What is needed is an exact copy of the lines in the listing below, from the one with "repository cb3603fc8070bef7" up to and including the one with "use kodegen_bundler_playstore::error::ApiError;", with no other lines.

**The data:**
◆ ◆ ◆ ◆ ◆ ◆ ◆
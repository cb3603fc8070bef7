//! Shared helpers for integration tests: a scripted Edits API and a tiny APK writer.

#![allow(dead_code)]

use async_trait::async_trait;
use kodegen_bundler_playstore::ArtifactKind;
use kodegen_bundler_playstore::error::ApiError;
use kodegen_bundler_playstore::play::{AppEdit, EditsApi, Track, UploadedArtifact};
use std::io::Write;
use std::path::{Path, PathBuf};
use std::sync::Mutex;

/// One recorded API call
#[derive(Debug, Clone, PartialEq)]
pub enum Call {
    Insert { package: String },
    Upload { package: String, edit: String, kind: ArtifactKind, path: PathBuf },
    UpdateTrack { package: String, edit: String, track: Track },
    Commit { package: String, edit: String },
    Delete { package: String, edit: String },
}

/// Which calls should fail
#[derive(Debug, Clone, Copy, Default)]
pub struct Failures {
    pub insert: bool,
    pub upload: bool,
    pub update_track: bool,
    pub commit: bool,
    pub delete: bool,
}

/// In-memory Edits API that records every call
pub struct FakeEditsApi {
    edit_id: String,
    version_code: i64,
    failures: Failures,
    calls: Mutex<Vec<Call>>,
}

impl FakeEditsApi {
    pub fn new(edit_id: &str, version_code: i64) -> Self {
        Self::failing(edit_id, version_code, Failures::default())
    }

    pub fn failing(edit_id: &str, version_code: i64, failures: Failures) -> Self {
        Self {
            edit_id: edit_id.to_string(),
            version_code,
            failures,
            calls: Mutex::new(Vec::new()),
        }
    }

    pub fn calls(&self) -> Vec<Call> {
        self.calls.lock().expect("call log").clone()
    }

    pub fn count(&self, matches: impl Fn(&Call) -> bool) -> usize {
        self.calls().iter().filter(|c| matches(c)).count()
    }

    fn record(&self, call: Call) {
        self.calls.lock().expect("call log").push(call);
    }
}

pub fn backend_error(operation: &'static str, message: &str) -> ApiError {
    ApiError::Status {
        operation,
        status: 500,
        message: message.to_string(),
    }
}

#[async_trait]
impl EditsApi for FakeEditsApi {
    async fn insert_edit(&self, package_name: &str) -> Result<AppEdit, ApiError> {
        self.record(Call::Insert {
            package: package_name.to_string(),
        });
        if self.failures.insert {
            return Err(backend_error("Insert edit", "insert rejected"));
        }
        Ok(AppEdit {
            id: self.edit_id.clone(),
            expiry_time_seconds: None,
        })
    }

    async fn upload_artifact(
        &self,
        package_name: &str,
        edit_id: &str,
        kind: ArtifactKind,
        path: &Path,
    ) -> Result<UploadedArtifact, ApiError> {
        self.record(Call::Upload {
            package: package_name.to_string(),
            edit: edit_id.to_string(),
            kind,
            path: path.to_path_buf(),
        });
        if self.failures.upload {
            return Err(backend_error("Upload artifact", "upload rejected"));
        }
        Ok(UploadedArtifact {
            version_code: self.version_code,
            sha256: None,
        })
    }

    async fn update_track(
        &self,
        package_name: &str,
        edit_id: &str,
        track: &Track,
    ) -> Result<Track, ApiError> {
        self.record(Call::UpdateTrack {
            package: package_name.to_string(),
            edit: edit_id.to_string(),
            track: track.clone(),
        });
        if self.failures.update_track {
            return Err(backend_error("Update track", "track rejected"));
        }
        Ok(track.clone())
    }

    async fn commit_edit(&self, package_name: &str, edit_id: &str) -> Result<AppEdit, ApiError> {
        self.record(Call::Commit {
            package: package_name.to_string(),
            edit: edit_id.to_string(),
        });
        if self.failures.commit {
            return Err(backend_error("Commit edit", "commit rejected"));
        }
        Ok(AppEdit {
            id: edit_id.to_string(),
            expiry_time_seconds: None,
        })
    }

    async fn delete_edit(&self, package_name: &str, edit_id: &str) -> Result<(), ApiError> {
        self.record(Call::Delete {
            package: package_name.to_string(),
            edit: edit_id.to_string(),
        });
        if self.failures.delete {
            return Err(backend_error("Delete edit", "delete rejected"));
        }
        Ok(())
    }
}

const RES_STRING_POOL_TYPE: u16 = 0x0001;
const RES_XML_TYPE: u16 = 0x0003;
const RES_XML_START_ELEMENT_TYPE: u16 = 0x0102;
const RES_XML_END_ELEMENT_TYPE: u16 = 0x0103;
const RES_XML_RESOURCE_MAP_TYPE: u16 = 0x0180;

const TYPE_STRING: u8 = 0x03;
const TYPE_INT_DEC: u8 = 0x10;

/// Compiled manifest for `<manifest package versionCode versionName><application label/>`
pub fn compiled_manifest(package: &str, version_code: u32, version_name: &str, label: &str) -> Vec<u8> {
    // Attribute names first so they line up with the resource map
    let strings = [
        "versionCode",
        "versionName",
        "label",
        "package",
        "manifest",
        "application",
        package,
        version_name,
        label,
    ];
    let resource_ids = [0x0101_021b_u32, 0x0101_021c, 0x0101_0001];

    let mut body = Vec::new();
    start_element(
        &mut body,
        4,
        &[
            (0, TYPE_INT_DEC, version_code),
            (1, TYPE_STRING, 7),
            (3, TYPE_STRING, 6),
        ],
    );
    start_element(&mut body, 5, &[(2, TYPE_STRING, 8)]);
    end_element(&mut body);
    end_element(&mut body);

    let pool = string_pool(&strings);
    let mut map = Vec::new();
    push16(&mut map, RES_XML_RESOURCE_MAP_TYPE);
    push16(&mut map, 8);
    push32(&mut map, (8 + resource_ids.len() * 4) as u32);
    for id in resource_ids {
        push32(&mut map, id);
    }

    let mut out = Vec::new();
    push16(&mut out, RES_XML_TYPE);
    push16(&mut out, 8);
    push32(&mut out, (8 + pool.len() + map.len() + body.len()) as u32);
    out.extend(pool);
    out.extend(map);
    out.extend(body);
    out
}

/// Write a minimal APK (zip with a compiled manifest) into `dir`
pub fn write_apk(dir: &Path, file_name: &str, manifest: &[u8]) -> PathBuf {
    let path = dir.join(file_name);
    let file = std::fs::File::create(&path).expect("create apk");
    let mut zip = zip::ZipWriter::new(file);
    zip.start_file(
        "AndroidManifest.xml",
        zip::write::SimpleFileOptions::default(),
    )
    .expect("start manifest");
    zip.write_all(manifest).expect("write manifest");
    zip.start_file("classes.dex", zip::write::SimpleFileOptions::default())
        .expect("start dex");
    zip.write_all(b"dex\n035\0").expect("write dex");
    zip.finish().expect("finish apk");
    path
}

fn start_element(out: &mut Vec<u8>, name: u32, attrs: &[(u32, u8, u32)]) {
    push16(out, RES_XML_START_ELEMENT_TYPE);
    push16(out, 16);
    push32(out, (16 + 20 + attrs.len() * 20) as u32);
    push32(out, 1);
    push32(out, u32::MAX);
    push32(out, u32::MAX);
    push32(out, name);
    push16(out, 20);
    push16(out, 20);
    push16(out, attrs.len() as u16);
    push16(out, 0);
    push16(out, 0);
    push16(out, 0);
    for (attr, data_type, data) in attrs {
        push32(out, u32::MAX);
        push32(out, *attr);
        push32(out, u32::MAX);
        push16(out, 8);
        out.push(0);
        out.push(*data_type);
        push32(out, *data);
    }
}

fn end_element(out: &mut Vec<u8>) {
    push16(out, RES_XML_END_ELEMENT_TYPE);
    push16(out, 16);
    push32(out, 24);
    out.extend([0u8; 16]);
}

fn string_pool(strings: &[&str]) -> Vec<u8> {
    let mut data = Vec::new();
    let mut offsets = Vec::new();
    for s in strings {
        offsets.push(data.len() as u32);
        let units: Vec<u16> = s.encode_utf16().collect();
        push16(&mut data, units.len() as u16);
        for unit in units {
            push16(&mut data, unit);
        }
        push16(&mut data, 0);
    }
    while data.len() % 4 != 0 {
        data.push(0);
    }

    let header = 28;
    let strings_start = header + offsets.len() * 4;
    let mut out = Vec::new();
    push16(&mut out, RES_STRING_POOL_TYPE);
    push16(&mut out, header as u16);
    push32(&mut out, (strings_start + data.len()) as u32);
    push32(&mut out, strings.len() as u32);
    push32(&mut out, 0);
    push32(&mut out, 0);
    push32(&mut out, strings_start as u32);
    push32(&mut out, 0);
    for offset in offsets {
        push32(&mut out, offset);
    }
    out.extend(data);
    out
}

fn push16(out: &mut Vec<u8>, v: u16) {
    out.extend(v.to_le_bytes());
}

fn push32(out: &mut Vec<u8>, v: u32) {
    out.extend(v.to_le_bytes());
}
◆ ◆ ◆ ◆ ◆ ◆ ◆
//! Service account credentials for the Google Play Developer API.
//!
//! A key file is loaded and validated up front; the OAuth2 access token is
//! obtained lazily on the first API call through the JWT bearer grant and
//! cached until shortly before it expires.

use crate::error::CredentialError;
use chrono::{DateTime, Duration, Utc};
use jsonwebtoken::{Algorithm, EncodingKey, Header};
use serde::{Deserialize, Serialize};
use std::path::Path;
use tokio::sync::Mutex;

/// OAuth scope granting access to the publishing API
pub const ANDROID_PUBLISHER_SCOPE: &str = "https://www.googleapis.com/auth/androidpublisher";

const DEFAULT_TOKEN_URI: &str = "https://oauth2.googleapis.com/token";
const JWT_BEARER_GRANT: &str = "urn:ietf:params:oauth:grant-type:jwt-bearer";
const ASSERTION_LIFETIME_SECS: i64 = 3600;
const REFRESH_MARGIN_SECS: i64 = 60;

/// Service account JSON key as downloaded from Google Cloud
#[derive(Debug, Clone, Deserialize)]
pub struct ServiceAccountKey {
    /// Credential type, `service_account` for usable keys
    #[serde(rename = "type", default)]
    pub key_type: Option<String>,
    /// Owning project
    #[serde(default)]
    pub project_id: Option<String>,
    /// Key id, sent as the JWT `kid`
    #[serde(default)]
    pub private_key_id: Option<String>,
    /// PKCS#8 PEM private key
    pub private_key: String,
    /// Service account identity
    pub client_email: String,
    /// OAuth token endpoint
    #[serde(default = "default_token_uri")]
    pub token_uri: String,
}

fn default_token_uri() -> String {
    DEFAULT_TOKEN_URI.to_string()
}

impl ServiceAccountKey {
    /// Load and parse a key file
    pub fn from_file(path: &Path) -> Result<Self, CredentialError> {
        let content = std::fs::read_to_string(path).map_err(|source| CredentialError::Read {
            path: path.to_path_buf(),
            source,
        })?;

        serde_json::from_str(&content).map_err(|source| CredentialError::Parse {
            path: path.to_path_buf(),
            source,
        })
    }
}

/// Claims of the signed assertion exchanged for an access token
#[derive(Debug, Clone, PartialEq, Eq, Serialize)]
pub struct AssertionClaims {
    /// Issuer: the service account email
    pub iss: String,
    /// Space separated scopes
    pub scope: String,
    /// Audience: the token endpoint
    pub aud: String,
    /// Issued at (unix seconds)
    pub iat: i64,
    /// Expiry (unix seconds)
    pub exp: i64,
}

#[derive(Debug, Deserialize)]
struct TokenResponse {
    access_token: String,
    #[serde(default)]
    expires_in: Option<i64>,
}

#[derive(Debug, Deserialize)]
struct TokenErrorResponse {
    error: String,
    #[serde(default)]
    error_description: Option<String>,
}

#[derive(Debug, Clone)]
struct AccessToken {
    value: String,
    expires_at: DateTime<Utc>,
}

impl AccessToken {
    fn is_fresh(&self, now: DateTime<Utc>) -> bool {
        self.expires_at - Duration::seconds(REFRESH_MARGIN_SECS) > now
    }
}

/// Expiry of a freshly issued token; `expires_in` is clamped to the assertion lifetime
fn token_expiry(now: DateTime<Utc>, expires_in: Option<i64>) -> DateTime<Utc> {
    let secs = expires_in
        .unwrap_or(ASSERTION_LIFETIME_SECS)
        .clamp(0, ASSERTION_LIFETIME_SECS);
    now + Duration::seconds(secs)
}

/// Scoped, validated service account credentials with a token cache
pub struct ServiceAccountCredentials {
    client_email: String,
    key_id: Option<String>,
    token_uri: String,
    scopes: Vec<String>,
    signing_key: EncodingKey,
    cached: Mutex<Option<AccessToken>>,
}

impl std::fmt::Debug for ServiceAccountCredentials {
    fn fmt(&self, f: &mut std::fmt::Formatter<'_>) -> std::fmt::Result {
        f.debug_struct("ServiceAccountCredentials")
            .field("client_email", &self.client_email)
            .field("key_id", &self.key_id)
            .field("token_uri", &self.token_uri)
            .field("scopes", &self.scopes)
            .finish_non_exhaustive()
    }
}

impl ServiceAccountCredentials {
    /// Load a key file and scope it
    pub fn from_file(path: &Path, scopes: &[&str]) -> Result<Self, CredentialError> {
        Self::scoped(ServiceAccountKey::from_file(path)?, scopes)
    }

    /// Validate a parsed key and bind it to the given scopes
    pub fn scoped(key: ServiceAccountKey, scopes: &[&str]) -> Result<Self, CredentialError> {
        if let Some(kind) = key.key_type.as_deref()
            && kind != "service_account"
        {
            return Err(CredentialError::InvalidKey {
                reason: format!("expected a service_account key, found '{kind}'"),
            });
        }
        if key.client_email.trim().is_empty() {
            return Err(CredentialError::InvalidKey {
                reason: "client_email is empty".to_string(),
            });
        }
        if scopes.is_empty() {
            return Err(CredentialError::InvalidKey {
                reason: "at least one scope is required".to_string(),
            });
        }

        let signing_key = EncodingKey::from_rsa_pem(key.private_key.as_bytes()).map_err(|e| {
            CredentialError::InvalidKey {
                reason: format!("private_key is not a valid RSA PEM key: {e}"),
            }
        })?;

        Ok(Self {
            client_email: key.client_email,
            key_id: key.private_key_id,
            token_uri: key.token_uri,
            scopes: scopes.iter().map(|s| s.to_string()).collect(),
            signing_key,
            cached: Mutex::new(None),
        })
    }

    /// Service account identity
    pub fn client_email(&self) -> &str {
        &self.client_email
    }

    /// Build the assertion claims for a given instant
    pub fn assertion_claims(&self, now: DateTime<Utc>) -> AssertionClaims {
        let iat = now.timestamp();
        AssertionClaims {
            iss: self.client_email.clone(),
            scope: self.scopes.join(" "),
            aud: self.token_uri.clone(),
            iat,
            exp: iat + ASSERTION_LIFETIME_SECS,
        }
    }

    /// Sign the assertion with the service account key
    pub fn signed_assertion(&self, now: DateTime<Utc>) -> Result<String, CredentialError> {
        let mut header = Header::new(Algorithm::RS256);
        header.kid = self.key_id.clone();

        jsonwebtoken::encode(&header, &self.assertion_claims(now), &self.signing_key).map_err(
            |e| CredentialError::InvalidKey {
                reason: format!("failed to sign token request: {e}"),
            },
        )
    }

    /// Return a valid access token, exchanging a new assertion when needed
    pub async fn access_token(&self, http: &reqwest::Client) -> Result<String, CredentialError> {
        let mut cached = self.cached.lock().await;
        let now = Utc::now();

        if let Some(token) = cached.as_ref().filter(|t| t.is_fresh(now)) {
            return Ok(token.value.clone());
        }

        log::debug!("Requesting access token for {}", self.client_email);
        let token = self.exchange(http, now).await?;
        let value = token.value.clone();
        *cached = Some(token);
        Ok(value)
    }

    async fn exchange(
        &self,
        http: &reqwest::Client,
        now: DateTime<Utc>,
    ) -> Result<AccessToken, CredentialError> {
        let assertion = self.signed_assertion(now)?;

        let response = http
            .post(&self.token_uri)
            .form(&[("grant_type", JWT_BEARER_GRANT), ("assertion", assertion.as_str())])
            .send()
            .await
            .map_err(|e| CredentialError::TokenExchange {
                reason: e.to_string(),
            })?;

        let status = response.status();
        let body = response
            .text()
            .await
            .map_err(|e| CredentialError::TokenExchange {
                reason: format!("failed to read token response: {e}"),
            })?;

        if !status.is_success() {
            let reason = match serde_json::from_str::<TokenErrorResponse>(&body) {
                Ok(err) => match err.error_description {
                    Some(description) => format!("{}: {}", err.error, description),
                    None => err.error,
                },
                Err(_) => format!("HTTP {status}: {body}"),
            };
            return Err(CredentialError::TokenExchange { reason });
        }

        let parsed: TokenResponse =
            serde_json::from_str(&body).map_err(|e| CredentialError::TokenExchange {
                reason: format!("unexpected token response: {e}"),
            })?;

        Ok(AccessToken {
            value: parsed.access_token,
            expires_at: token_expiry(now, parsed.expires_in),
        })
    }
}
◆ ◆ ◆ ◆ ◆ ◆ ◆
**Result of this task:**
repository cb3603fc8070bef7
//! Shared helpers for integration tests: a scripted Edits API and a tiny APK writer.

#![allow(dead_code)]

use async_trait::async_trait;
use kodegen_bundler_playstore::ArtifactKind;
use kodegen_bundler_playstore::error::ApiError;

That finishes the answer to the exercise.